[Data under study — start]
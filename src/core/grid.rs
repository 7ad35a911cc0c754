//! Board geometry: tiles, positions, directions, and the fixed 4x4 grid.
//!
//! ## Position
//!
//! Type-safe `(row, col)` coordinate. Row 0 is the top row.
//!
//! ## Grid
//!
//! Fixed-size cell storage backed by an array for O(1) access and `Copy`
//! snapshots. Supports indexing by `Position`.

use serde::{Deserialize, Serialize};
use smallvec::SmallVec;
use std::ops::{Index, IndexMut};

/// A tile value. Tiles on the grid and in the queue are always >= 1.
pub type Tile = u32;

/// Number of grid rows.
pub const ROWS: usize = 4;

/// Number of grid columns.
pub const COLS: usize = 4;

/// Grid coordinate.
#[derive(Clone, Copy, Debug, PartialEq, Eq, Hash, PartialOrd, Ord, Serialize, Deserialize)]
pub struct Position {
    pub row: usize,
    pub col: usize,
}

impl Position {
    /// Create a new position.
    #[must_use]
    pub const fn new(row: usize, col: usize) -> Self {
        Self { row, col }
    }

    /// Check if this position lies on the grid.
    #[must_use]
    pub const fn in_bounds(self) -> bool {
        self.row < ROWS && self.col < COLS
    }

    /// The adjacent position in `dir`, or `None` at the grid edge.
    #[must_use]
    pub fn step(self, dir: Direction) -> Option<Position> {
        let next = match dir {
            Direction::Up => Position::new(self.row.checked_sub(1)?, self.col),
            Direction::Right => Position::new(self.row, self.col + 1),
            Direction::Down => Position::new(self.row + 1, self.col),
            Direction::Left => Position::new(self.row, self.col.checked_sub(1)?),
        };
        next.in_bounds().then_some(next)
    }

    /// Orthogonal neighbours in merge priority order (up, right, down, left).
    ///
    /// ```
    /// use just_divide::core::Position;
    ///
    /// let corner: Vec<_> = Position::new(0, 0).neighbors().into_iter().collect();
    /// assert_eq!(corner, vec![Position::new(0, 1), Position::new(1, 0)]);
    /// ```
    #[must_use]
    pub fn neighbors(self) -> SmallVec<[Position; 4]> {
        Direction::MERGE_ORDER
            .iter()
            .filter_map(|&dir| self.step(dir))
            .collect()
    }

    /// Iterate over every grid position in row-major order.
    pub fn all() -> impl Iterator<Item = Position> {
        (0..ROWS).flat_map(|row| (0..COLS).map(move |col| Position::new(row, col)))
    }
}

impl std::fmt::Display for Position {
    fn fmt(&self, f: &mut std::fmt::Formatter<'_>) -> std::fmt::Result {
        write!(f, "({}, {})", self.row, self.col)
    }
}

/// Orthogonal direction.
#[derive(Clone, Copy, Debug, PartialEq, Eq, Hash, Serialize, Deserialize)]
pub enum Direction {
    Up,
    Right,
    Down,
    Left,
}

impl Direction {
    /// Order in which neighbours are examined for a merge.
    pub const MERGE_ORDER: [Direction; 4] =
        [Direction::Up, Direction::Right, Direction::Down, Direction::Left];
}

/// The 4x4 playing grid. `None` is an empty cell.
///
/// ## Example
///
/// ```
/// use just_divide::core::{Grid, Position};
///
/// let mut grid = Grid::new();
/// grid[Position::new(1, 2)] = Some(6);
///
/// assert_eq!(grid.get(Position::new(1, 2)), Some(6));
/// assert_eq!(grid.empty_count(), 15);
/// ```
#[derive(Clone, Copy, Debug, Default, PartialEq, Eq, Hash, Serialize, Deserialize)]
pub struct Grid {
    cells: [[Option<Tile>; COLS]; ROWS],
}

impl Grid {
    /// Create an empty grid.
    #[must_use]
    pub fn new() -> Self {
        Self::default()
    }

    /// Build a grid from explicit rows.
    #[must_use]
    pub fn from_rows(cells: [[Option<Tile>; COLS]; ROWS]) -> Self {
        Self { cells }
    }

    /// Value at `pos`, or `None` if empty or off the grid.
    #[must_use]
    pub fn get(&self, pos: Position) -> Option<Tile> {
        if pos.in_bounds() {
            self.cells[pos.row][pos.col]
        } else {
            None
        }
    }

    /// Check if `pos` is on the grid and empty.
    #[must_use]
    pub fn is_vacant(&self, pos: Position) -> bool {
        pos.in_bounds() && self.cells[pos.row][pos.col].is_none()
    }

    /// Check if every cell is occupied.
    #[must_use]
    pub fn is_full(&self) -> bool {
        self.cells.iter().flatten().all(Option::is_some)
    }

    /// Number of empty cells.
    #[must_use]
    pub fn empty_count(&self) -> usize {
        self.cells.iter().flatten().filter(|c| c.is_none()).count()
    }

    /// Iterate over empty positions in row-major order.
    pub fn vacant_positions(&self) -> impl Iterator<Item = Position> + '_ {
        Position::all().filter(move |&pos| self.is_vacant(pos))
    }

    /// Iterate over occupied cells in row-major order.
    pub fn tiles(&self) -> impl Iterator<Item = (Position, Tile)> + '_ {
        Position::all().filter_map(move |pos| self.get(pos).map(|v| (pos, v)))
    }

    /// Borrow the raw rows.
    #[must_use]
    pub fn rows(&self) -> &[[Option<Tile>; COLS]; ROWS] {
        &self.cells
    }
}

impl Index<Position> for Grid {
    type Output = Option<Tile>;

    fn index(&self, pos: Position) -> &Self::Output {
        &self.cells[pos.row][pos.col]
    }
}

impl IndexMut<Position> for Grid {
    fn index_mut(&mut self, pos: Position) -> &mut Self::Output {
        &mut self.cells[pos.row][pos.col]
    }
}

impl std::fmt::Display for Grid {
    fn fmt(&self, f: &mut std::fmt::Formatter<'_>) -> std::fmt::Result {
        for row in &self.cells {
            let line: Vec<String> = row
                .iter()
                .map(|cell| cell.map_or_else(|| ".".to_string(), |v| v.to_string()))
                .collect();
            writeln!(f, "{}", line.join(" "))?;
        }
        Ok(())
    }
}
[Data under study — finish]
## [How to complete this task]
Could you restate word for word the lines above from the one containing "pub type Tile = u32;" through the one containing "impl std::fmt::Display for Position", both included, and nothing else?

## [Response to the task]
pub type Tile = u32;

/// Number of grid rows.
pub const ROWS: usize = 4;

/// Number of grid columns.
pub const COLS: usize = 4;

/// Grid coordinate.
#[derive(Clone, Copy, Debug, PartialEq, Eq, Hash, PartialOrd, Ord, Serialize, Deserialize)]
pub struct Position {
    pub row: usize,
    pub col: usize,
}

impl Position {
    /// Create a new position.
    #[must_use]
    pub const fn new(row: usize, col: usize) -> Self {
        Self { row, col }
    }

    /// Check if this position lies on the grid.
    #[must_use]
    pub const fn in_bounds(self) -> bool {
        self.row < ROWS && self.col < COLS
    }

    /// The adjacent position in `dir`, or `None` at the grid edge.
    #[must_use]
    pub fn step(self, dir: Direction) -> Option<Position> {
        let next = match dir {
            Direction::Up => Position::new(self.row.checked_sub(1)?, self.col),
            Direction::Right => Position::new(self.row, self.col + 1),
            Direction::Down => Position::new(self.row + 1, self.col),
            Direction::Left => Position::new(self.row, self.col.checked_sub(1)?),
        };
        next.in_bounds().then_some(next)
    }

    /// Orthogonal neighbours in merge priority order (up, right, down, left).
    ///
    /// ```
    /// use just_divide::core::Position;
    ///
    /// let corner: Vec<_> = Position::new(0, 0).neighbors().into_iter().collect();
    /// assert_eq!(corner, vec![Position::new(0, 1), Position::new(1, 0)]);
    /// ```
    #[must_use]
    pub fn neighbors(self) -> SmallVec<[Position; 4]> {
        Direction::MERGE_ORDER
            .iter()
            .filter_map(|&dir| self.step(dir))
            .collect()
    }

    /// Iterate over every grid position in row-major order.
    pub fn all() -> impl Iterator<Item = Position> {
        (0..ROWS).flat_map(|row| (0..COLS).map(move |col| Position::new(row, col)))
    }
}

impl std::fmt::Display for Position {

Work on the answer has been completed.